### REQUIRED WORK
Only lines holding the word "PositionPdFf" should be copied from the material.

### RECORDS PROVIDED
* * * * * * *
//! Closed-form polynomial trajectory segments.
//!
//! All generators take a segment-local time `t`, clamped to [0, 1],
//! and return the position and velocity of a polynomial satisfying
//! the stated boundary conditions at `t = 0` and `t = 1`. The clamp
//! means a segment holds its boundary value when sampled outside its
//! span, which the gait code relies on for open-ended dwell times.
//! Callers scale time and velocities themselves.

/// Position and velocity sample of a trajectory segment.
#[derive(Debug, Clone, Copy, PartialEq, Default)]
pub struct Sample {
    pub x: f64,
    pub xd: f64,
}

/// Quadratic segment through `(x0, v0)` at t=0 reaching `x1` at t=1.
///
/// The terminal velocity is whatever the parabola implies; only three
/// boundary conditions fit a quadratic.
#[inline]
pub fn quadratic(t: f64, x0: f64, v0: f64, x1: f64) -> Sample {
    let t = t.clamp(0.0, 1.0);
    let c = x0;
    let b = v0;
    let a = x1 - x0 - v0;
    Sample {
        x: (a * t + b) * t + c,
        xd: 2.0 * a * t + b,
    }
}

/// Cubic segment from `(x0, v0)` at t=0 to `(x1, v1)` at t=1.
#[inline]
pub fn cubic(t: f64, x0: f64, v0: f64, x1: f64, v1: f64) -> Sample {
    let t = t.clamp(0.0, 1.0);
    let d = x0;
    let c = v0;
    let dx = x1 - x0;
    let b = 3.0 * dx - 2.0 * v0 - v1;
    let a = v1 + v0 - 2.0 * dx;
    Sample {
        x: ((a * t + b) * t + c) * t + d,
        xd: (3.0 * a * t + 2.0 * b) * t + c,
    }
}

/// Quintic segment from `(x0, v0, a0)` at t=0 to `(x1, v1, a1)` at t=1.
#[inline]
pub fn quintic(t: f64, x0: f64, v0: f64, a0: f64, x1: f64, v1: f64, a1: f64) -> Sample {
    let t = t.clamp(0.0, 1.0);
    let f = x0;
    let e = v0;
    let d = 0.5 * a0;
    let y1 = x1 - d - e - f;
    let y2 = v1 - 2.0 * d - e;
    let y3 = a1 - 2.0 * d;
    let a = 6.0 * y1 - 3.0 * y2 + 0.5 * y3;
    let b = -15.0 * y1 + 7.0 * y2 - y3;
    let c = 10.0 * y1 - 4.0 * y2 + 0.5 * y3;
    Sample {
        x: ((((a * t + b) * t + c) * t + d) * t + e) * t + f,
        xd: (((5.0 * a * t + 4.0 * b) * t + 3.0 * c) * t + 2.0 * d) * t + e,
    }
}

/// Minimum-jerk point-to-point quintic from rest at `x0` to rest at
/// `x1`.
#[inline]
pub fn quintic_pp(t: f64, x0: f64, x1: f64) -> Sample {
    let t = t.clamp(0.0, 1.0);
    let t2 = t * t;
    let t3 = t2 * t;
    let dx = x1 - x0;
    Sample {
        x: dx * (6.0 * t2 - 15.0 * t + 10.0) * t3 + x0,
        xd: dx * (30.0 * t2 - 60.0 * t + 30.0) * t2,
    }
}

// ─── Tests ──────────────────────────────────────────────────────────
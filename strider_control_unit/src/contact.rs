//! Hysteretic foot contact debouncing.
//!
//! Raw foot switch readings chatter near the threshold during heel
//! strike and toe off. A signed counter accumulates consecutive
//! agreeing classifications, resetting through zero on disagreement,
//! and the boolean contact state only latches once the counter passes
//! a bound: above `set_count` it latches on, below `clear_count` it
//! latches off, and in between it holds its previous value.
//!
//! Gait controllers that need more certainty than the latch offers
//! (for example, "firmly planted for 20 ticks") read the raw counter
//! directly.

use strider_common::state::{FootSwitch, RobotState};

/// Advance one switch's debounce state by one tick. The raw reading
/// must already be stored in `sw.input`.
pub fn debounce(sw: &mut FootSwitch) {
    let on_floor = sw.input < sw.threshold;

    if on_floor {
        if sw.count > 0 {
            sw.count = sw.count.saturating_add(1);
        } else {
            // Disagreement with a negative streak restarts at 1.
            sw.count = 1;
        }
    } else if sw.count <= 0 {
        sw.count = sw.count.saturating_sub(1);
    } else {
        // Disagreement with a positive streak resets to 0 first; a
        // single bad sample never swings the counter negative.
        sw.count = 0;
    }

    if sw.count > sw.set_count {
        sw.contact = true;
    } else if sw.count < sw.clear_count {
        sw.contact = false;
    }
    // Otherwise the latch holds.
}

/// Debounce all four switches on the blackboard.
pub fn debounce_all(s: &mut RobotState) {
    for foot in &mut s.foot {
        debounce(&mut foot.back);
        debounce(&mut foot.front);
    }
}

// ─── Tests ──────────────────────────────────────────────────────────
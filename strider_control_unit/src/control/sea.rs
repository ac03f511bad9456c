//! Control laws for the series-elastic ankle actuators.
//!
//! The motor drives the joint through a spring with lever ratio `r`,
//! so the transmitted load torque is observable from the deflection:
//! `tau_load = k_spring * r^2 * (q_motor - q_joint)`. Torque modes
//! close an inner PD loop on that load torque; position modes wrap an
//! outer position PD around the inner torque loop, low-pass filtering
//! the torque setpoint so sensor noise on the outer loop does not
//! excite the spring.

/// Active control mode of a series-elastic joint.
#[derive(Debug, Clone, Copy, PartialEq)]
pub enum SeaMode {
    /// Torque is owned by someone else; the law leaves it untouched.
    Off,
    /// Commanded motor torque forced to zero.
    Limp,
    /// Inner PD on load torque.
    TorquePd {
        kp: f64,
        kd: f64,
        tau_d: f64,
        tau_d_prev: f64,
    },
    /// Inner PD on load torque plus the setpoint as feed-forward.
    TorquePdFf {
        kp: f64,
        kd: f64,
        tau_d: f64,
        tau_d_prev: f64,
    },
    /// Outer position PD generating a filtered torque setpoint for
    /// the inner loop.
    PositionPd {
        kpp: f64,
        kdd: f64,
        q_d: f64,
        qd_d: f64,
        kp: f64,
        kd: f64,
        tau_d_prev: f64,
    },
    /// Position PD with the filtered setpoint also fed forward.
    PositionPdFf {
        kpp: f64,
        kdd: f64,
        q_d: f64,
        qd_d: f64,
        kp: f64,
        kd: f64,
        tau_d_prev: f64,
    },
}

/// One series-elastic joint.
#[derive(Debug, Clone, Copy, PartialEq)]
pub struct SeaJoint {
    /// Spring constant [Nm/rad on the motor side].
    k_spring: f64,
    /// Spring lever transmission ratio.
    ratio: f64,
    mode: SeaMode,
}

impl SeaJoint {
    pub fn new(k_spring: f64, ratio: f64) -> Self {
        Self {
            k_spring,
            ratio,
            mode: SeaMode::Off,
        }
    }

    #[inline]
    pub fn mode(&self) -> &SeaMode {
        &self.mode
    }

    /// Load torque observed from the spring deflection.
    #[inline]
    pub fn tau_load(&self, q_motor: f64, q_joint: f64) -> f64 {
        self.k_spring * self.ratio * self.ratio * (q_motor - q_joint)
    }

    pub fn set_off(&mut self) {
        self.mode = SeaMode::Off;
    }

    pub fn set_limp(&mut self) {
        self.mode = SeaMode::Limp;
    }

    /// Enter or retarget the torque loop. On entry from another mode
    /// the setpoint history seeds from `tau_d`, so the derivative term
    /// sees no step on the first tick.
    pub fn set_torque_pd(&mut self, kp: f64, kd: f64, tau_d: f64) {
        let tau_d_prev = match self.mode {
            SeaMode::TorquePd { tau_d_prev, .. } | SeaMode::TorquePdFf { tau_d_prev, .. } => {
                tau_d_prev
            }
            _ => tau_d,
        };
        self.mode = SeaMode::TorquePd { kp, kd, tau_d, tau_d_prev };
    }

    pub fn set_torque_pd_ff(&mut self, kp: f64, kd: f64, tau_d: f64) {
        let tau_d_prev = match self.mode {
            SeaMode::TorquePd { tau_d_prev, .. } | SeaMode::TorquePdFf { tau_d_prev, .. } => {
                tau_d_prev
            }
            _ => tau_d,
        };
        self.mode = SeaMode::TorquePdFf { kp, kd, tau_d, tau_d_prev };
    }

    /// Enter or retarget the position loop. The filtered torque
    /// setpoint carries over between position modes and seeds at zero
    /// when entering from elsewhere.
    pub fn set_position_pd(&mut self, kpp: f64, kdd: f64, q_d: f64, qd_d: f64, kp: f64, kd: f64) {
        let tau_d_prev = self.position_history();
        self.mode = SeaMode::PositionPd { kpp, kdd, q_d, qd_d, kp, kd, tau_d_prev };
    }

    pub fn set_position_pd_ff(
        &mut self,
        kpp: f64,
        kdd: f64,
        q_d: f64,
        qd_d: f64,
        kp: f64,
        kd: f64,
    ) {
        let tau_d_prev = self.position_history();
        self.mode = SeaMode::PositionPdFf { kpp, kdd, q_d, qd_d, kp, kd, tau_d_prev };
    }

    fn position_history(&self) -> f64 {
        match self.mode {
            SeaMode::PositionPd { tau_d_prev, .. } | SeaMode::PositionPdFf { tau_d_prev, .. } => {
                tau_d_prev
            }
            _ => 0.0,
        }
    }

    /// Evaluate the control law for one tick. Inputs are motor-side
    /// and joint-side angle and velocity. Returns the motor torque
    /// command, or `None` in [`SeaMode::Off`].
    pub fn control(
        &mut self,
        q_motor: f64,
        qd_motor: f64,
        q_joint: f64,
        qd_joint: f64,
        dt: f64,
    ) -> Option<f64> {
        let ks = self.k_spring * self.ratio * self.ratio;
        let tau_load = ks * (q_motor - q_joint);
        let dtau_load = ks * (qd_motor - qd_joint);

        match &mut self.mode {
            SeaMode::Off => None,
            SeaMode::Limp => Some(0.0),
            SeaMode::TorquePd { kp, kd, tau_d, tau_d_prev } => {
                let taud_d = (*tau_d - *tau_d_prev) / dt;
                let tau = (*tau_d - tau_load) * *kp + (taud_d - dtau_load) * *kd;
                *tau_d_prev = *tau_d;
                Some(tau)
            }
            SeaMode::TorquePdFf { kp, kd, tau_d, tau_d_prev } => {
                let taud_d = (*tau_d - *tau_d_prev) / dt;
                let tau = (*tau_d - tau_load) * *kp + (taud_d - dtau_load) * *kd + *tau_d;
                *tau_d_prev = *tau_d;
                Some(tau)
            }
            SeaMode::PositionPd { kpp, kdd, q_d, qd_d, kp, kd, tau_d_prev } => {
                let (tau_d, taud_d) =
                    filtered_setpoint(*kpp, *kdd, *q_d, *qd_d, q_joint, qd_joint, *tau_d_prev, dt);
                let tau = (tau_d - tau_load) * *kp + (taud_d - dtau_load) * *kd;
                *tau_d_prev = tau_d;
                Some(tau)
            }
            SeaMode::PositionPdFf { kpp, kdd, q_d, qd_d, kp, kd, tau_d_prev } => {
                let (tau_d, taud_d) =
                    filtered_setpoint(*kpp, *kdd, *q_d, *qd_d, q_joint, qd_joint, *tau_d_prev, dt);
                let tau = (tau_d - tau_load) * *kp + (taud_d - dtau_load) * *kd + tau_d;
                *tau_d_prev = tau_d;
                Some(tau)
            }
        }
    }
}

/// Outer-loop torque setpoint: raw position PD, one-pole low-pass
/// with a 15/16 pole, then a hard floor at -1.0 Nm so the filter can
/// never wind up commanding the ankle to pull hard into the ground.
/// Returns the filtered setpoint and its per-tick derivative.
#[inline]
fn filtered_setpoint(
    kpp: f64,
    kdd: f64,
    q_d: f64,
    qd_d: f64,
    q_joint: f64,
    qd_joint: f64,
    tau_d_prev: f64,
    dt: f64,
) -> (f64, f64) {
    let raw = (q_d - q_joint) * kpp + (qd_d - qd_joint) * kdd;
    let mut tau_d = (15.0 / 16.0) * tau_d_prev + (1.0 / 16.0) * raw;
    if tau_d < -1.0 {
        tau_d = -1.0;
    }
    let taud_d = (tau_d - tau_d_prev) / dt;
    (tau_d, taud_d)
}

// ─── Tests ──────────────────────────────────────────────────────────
* * * * * * *
### RESULT OF THIS EXERCISE
    PositionPdFf {
        self.mode = SeaMode::PositionPdFf { kpp, kdd, q_d, qd_d, kp, kd, tau_d_prev };
            SeaMode::PositionPd { tau_d_prev, .. } | SeaMode::PositionPdFf { tau_d_prev, .. } => {
            SeaMode::PositionPdFf { kpp, kdd, q_d, qd_d, kp, kd, tau_d_prev } => {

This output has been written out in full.